• **Task details**:
Copy out each line of the data below in which "None" appears.
Start of Extracted information
// Copyright (c) 2025-2026 Adrian Robinson. Licensed under the AGPL-3.0.
// See LICENSE file in the project root for full license text.

//! Configuration for index synchronization.
//!
//! # Example
//!
//! ```
//! use zoom_sync::ZoomSyncConfig;
//!
//! let config = ZoomSyncConfig::from_json(r#"{
//!     "targets": [
//!         { "host": "zebra.local", "database_name": "public", "username": "admin", "password": "secret" }
//!     ],
//!     "types": {
//!         "Book": { "fields": ["title", "author"], "save_to_public_zoom": ["zebra.local", "public"] }
//!     }
//! }"#).unwrap();
//!
//! assert_eq!(config.targets[0].port, 210);
//! assert_eq!(config.updater.program, "zoom_ext_services_action.pl");
//! ```

use std::collections::BTreeMap;
use std::fmt;
use std::time::Duration;

use serde::{Deserialize, Serialize};

/// Top-level configuration: index targets, per-type sync options and the updater.
#[derive(Debug, Clone, Default, Deserialize)]
pub struct ZoomSyncConfig {
    /// Every addressable index instance (credentials included)
    #[serde(default)]
    pub targets: Vec<IndexTargetConfig>,

    /// Sync options keyed by domain type name
    #[serde(default)]
    pub types: BTreeMap<String, SyncOptions>,

    /// External updater settings
    #[serde(default)]
    pub updater: UpdaterConfig,
}

impl ZoomSyncConfig {
    /// Parse a configuration from JSON text.
    pub fn from_json(text: &str) -> Result<Self, serde_json::Error> {
        serde_json::from_str(text)
    }
}

/// One addressable index instance.
#[derive(Clone, PartialEq, Eq, Deserialize)]
pub struct IndexTargetConfig {
    pub host: String,

    /// Z39.50 port (default: 210)
    #[serde(default = "default_port")]
    pub port: u16,

    pub database_name: String,

    #[serde(default)]
    pub username: String,

    #[serde(default)]
    pub password: String,
}

impl IndexTargetConfig {
    pub fn new(host: impl Into<String>, database_name: impl Into<String>) -> Self {
        Self {
            host: host.into(),
            port: default_port(),
            database_name: database_name.into(),
            username: String::new(),
            password: String::new(),
        }
    }

    #[must_use]
    pub fn with_port(mut self, port: u16) -> Self {
        self.port = port;
        self
    }

    #[must_use]
    pub fn with_credentials(mut self, username: impl Into<String>, password: impl Into<String>) -> Self {
        self.username = username.into();
        self.password = password.into();
        self
    }

    /// The `(host, database_name)` key this target is registered under.
    #[must_use]
    pub fn key(&self) -> TargetKey {
        TargetKey::new(self.host.clone(), self.database_name.clone())
    }
}

// Passwords stay out of logs.
impl fmt::Debug for IndexTargetConfig {
    fn fmt(&self, f: &mut fmt::Formatter<'_>) -> fmt::Result {
        f.debug_struct("IndexTargetConfig")
            .field("host", &self.host)
            .field("port", &self.port)
            .field("database_name", &self.database_name)
            .field("username", &self.username)
            .field("password", &"<redacted>")
            .finish()
    }
}

/// Lookup key for a registered index target.
///
/// Deserializes from a `[host, database_name]` pair, the shape used by the
/// `save_to_public_zoom` / `save_to_private_zoom` options.
#[derive(Debug, Clone, PartialEq, Eq, Hash, PartialOrd, Ord, Serialize, Deserialize)]
#[serde(from = "(String, String)", into = "(String, String)")]
pub struct TargetKey {
    pub host: String,
    pub database_name: String,
}

impl TargetKey {
    pub fn new(host: impl Into<String>, database_name: impl Into<String>) -> Self {
        Self {
            host: host.into(),
            database_name: database_name.into(),
        }
    }
}

impl From<(String, String)> for TargetKey {
    fn from((host, database_name): (String, String)) -> Self {
        Self { host, database_name }
    }
}

impl From<TargetKey> for (String, String) {
    fn from(key: TargetKey) -> Self {
        (key.host, key.database_name)
    }
}

impl fmt::Display for TargetKey {
    fn fmt(&self, f: &mut fmt::Formatter<'_>) -> fmt::Result {
        write!(f, "{}/{}", self.host, self.database_name)
    }
}

/// Per-type sync options, as declared by the application when it registers a
/// domain type.
#[derive(Debug, Clone, Default, PartialEq, Eq, Deserialize)]
pub struct SyncOptions {
    /// Fields to index, in order. `None` indexes every attribute.
    #[serde(default)]
    pub fields: Option<Vec<String>>,

    /// Index the first field's value verbatim instead of a composed record
    #[serde(default)]
    pub raw: bool,

    #[serde(default)]
    pub save_to_public_zoom: Option<TargetKey>,

    #[serde(default)]
    pub save_to_private_zoom: Option<TargetKey>,
}

impl SyncOptions {
    #[must_use]
    pub fn fields<I, S>(mut self, fields: I) -> Self
    where
        I: IntoIterator<Item = S>,
        S: Into<String>,
    {
        self.fields = Some(fields.into_iter().map(Into::into).collect());
        self
    }

    #[must_use]
    pub fn raw(mut self) -> Self {
        self.raw = true;
        self
    }

    #[must_use]
    pub fn public_zoom(mut self, host: impl Into<String>, database_name: impl Into<String>) -> Self {
        self.save_to_public_zoom = Some(TargetKey::new(host, database_name));
        self
    }

    #[must_use]
    pub fn private_zoom(mut self, host: impl Into<String>, database_name: impl Into<String>) -> Self {
        self.save_to_private_zoom = Some(TargetKey::new(host, database_name));
        self
    }
}

/// Settings for the external index updater program.
#[derive(Debug, Clone, Deserialize)]
pub struct UpdaterConfig {
    /// Path of the updater executable
    #[serde(default = "default_updater_program")]
    pub program: String,

    /// Kill the updater if it runs longer than this (default: no limit)
    #[serde(default)]
    pub timeout_ms: Option<u64>,
}

impl UpdaterConfig {
    #[must_use]
    pub fn timeout(&self) -> Option<Duration> {
        self.timeout_ms.map(Duration::from_millis)
    }
}

fn default_port() -> u16 { 210 }
fn default_updater_program() -> String { "zoom_ext_services_action.pl".to_string() }

impl Default for UpdaterConfig {
    fn default() -> Self {
        Self {
            program: default_updater_program(),
            timeout_ms: None,
        }
    }
}

#[cfg(test)]
mod tests {
    use super::*;

    #[test]
    fn test_defaults() {
        let config = ZoomSyncConfig::default();
        assert!(config.targets.is_empty());
        assert!(config.types.is_empty());
        assert_eq!(config.updater.program, "zoom_ext_services_action.pl");
        assert_eq!(config.updater.timeout(), None);
    }

    #[test]
    fn test_target_key_from_pair() {
        let options: SyncOptions = serde_json::from_str(
            r#"{ "save_to_public_zoom": ["z.example.org", "pub"], "save_to_private_zoom": ["z.example.org", "priv"] }"#,
        )
        .unwrap();

        assert_eq!(options.save_to_public_zoom, Some(TargetKey::new("z.example.org", "pub")));
        assert_eq!(options.save_to_private_zoom, Some(TargetKey::new("z.example.org", "priv")));
        assert_eq!(options.fields, None);
        assert!(!options.raw);
    }

    #[test]
    fn test_full_config() {
        let config = ZoomSyncConfig::from_json(
            r#"{
                "targets": [
                    { "host": "a", "port": 9999, "database_name": "public", "username": "u", "password": "p" },
                    { "host": "a", "database_name": "private" }
                ],
                "types": {
                    "Topic": { "fields": ["title", "body"], "save_to_public_zoom": ["a", "public"] },
                    "Note": { "fields": ["xml"], "raw": true }
                },
                "updater": { "program": "/usr/local/bin/zupdate", "timeout_ms": 1500 }
            }"#,
        )
        .unwrap();

        assert_eq!(config.targets.len(), 2);
        assert_eq!(config.targets[0].port, 9999);
        assert_eq!(config.targets[1].port, 210);
        assert_eq!(config.targets[1].username, "");
        assert_eq!(config.types["Topic"].fields.as_deref(), Some(&["title".to_string(), "body".to_string()][..]));
        assert!(config.types["Note"].raw);
        assert_eq!(config.updater.timeout(), Some(Duration::from_millis(1500)));
    }

    #[test]
    fn test_debug_redacts_password() {
        let target = IndexTargetConfig::new("h", "db").with_credentials("admin", "hunter2");
        let debug = format!("{:?}", target);
        assert!(debug.contains("admin"));
        assert!(!debug.contains("hunter2"));
    }

    #[test]
    fn test_options_builder() {
        let options = SyncOptions::default()
            .fields(["title"])
            .raw()
            .public_zoom("h", "pub")
            .private_zoom("h", "priv");

        assert_eq!(options.fields, Some(vec!["title".to_string()]));
        assert!(options.raw);
        assert_eq!(options.save_to_public_zoom.unwrap().to_string(), "h/pub");
    }
}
End of Extracted information
• **Task output**:
    /// Fields to index, in order. `None` indexes every attribute.
            timeout_ms: None,
        assert_eq!(config.updater.timeout(), None);
        assert_eq!(options.fields, None);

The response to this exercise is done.